» Available data

□ □ □ □ □

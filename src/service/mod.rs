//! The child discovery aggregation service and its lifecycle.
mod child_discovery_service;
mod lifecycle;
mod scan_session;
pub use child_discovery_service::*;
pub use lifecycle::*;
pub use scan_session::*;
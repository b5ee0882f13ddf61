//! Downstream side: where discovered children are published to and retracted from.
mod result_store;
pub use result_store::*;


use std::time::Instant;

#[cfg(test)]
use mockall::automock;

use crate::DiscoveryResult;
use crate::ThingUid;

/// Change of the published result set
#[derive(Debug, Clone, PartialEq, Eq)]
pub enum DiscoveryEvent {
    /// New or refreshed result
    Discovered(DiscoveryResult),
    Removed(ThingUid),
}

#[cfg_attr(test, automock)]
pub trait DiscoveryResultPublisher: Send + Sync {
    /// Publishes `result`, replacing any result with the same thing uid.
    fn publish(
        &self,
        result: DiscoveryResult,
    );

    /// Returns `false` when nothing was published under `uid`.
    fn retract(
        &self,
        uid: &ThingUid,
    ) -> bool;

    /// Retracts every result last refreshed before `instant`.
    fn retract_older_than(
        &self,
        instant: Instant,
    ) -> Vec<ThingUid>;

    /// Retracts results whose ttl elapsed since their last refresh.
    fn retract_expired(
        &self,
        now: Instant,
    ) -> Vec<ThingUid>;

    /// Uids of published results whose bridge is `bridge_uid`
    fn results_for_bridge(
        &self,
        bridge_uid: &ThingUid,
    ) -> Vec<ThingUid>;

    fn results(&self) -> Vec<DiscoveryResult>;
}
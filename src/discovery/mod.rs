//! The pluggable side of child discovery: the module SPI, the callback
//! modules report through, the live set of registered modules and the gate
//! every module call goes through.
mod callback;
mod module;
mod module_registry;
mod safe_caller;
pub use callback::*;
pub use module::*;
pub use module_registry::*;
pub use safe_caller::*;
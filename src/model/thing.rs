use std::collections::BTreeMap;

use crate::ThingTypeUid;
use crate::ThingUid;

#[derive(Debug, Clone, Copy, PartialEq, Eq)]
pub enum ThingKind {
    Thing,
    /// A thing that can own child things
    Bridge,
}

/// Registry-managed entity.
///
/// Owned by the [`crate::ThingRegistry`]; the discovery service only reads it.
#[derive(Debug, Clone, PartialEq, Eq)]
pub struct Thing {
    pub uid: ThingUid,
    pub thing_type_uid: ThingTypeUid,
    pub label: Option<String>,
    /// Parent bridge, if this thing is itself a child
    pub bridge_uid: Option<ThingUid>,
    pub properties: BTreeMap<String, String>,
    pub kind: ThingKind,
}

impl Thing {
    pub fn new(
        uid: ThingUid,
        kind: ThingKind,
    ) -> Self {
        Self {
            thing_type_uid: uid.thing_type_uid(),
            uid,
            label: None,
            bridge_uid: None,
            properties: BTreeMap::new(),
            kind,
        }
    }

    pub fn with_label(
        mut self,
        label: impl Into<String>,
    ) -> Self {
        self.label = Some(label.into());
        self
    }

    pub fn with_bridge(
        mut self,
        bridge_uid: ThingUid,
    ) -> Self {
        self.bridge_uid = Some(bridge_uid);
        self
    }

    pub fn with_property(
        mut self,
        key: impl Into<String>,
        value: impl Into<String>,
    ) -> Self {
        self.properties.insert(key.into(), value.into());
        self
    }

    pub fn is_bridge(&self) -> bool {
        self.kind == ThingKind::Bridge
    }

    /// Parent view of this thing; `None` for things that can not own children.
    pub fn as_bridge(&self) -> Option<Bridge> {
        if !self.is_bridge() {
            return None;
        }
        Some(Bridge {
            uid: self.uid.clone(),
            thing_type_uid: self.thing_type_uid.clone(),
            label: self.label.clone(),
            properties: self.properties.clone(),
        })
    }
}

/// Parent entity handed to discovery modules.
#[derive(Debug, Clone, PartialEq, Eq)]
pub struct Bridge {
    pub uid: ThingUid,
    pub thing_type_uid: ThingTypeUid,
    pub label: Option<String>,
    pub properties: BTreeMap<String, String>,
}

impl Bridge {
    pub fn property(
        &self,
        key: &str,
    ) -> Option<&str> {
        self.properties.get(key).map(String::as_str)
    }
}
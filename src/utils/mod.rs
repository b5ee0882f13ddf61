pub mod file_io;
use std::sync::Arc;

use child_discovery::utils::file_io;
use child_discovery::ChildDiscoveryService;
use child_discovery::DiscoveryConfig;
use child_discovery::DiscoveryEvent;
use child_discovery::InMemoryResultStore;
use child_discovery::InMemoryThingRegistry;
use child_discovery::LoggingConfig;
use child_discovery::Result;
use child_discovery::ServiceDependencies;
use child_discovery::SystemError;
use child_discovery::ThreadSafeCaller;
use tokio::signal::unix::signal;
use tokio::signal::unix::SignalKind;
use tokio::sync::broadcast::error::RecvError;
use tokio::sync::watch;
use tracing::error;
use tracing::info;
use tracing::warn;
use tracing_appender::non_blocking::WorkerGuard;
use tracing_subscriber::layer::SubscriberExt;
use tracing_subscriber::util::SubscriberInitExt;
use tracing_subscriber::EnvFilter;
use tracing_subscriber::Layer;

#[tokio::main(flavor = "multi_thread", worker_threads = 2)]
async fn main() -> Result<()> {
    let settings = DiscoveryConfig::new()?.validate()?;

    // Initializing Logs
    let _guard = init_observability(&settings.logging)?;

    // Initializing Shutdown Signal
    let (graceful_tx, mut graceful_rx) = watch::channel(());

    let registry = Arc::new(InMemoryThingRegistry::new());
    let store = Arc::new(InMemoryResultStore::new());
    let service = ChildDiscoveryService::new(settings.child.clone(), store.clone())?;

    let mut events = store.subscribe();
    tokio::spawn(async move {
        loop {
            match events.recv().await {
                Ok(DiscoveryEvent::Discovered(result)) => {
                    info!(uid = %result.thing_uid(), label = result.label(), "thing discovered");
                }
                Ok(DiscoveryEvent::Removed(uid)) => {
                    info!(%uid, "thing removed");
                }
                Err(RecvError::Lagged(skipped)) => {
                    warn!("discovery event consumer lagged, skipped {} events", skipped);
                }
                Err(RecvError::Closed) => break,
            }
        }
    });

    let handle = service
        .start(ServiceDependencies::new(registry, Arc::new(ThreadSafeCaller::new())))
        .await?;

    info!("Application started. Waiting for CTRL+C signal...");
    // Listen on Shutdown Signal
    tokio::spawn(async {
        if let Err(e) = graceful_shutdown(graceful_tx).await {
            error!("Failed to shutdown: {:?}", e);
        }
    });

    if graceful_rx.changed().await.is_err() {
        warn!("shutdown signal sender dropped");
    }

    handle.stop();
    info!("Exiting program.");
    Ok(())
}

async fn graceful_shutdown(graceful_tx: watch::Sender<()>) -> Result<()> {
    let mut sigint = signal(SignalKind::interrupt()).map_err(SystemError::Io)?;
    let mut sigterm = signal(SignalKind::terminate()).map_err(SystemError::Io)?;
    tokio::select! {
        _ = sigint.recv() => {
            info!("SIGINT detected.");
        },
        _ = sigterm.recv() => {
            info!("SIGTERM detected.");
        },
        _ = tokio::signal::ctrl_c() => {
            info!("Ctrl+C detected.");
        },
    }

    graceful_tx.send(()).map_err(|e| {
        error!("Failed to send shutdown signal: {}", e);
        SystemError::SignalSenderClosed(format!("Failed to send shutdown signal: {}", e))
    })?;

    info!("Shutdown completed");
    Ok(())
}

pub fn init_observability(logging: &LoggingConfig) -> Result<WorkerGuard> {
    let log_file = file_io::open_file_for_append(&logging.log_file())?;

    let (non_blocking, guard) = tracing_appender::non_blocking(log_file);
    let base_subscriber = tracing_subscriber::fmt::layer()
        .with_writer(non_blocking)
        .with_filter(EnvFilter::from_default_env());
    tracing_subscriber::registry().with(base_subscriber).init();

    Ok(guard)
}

□ □ □ □ □

» What you are asked to do
Of the records above, copy each line that includes "InMemoryThingRegistry".

» Response area
use child_discovery::InMemoryThingRegistry;
    let registry = Arc::new(InMemoryThingRegistry::new());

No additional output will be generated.